Steven Lippmann, M.D.
There are concerns nation-wide about not having the latest interventional psychiatric treatment options available for clinical prescribing. For just one single example, intranasal esketamine is not uniformly present in some healthcare formularies. There are instances where financial, clinical, and/or other administrative hurdles block this new pharmacotherapy even to hospital emergency medicine departments.
In recent years, there have been scary rates of depression, suicide, and substance abuse. Some of this preceded the COVID-19 outbreak, got worse during the pandemic, and is still an issue. Suicide deaths and gunshot homicide are the two leading causes of death by children; both have some roots in affective disorders. Adults could benefit from treatment too. This matter should be more vigorously addressed by the medical community.

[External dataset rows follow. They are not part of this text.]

//! # NAL Unit Splitting
//!
//! FLV carries H.264 in AVCC framing (each NAL prefixed by a big-endian
//! length whose width comes from the decoder configuration record), but some
//! encoders push Annex-B start codes inside the tag instead. Both splitters
//! borrow their units from the input buffer.

/// H.264 `nal_unit_type` for Supplemental Enhancement Information.
pub const NAL_TYPE_SEI: u8 = 6;

/// Width used when no sequence header has been seen yet.
pub const DEFAULT_LENGTH_SIZE: usize = 4;

/// H.264 NAL header is 1 byte: `forbidden(1) | nal_ref_idc(2) | nal_type(5)`.
///
/// Returns `None` for an empty unit.
pub fn nal_type(nal: &[u8]) -> Option<u8> {
    nal.first().map(|header| header & 0x1F)
}

/// Split an AVCC payload into NAL units.
///
/// All-or-nothing: returns `None` if any length is zero, reads past the end,
/// or leaves trailing bytes that do not form a complete unit, and also when
/// the payload holds no unit at all.
pub fn split_length_prefixed(payload: &[u8], length_size: usize) -> Option<Vec<&[u8]>> {
    let width = if (1..=4).contains(&length_size) {
        length_size
    } else {
        DEFAULT_LENGTH_SIZE
    };

    let mut units = Vec::new();
    let mut offset = 0usize;
    while offset + width <= payload.len() {
        let size = payload[offset..offset + width]
            .iter()
            .fold(0usize, |acc, &b| (acc << 8) | b as usize);
        offset += width;
        if size == 0 || size > payload.len() - offset {
            return None;
        }
        units.push(&payload[offset..offset + size]);
        offset += size;
    }

    if units.is_empty() || offset != payload.len() {
        return None;
    }
    Some(units)
}

/// Find the next `00 00 01` or `00 00 00 01` at or after `from`.
///
/// Returns `(index, marker_len)`.
fn find_start_code(data: &[u8], from: usize) -> Option<(usize, usize)> {
    let mut i = from;
    while i + 3 < data.len() {
        if data[i] == 0x00 && data[i + 1] == 0x00 {
            if data[i + 2] == 0x01 {
                return Some((i, 3));
            }
            if data[i + 2] == 0x00 && data[i + 3] == 0x01 {
                return Some((i, 4));
            }
        }
        i += 1;
    }
    None
}

/// Split an Annex-B buffer on start codes.
///
/// Each unit runs from just after a marker to just before the next marker,
/// or to the end of the buffer. Bytes before the first marker are ignored.
pub fn split_annex_b(data: &[u8]) -> Vec<&[u8]> {
    let mut units = Vec::new();
    let Some(mut current) = find_start_code(data, 0) else {
        return units;
    };

    loop {
        let (index, marker_len) = current;
        let start = index + marker_len;
        let next = find_start_code(data, start);
        let end = next.map_or(data.len(), |(next_index, _)| next_index);
        if end > start {
            units.push(&data[start..end]);
        }
        match next {
            Some(n) => current = n,
            None => break,
        }
    }

    units
}

/// If `nal` is an SEI unit, return its escaped payload (header byte removed).
pub fn sei_payload(nal: &[u8]) -> Option<&[u8]> {
    if nal.len() < 2 || nal_type(nal)? != NAL_TYPE_SEI {
        return None;
    }
    Some(&nal[1..])
}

Ketamine has for years been prescribed for a variety of issues and is already long-accepted as effective by emergency services to counter suicidal crises. During 2023, intranasal ketamine was approved for clinical prescribing in similar indications. Intranasal ketamine has proven valuable for patients in a crisis to help diminish overt suicidal thoughts and death wishes, especially in acute situations.
We should be able assist lots of people with depression to avoid self-injury by widely offering esketamine as an established therapeutic modality. To minimize the high cost, government, pharmaceutical industry, and hospital cooperation could lower the price and attenuate some of that prohibition. Most people would favor that.
Intranasal esketamine is easily administered, being quicker and less invasive than intravenous infusions. Within just hours, it often can rapidly induce dramatic reduction in self-dangerous ideas. It is a life-saving method especially when offered at clinics, in emergency medicine departments, or similar medically supervised places. Repeated administration is productive over extended periods on a recurrent basis to forestall and/or mitigate mood-related relapse. Esketamine is safe and with dosage adjustments is documented with efficacy even for subjects with chronic and/or treatment resistant cases of depression.
Hopefully, we can expand intranasal esketamine availability. Good luck.
Steven Lippmann, M.D. is Emeritus Professor of Psychiatry, University of Louisville School of Medicine, Louisville, Kentucky.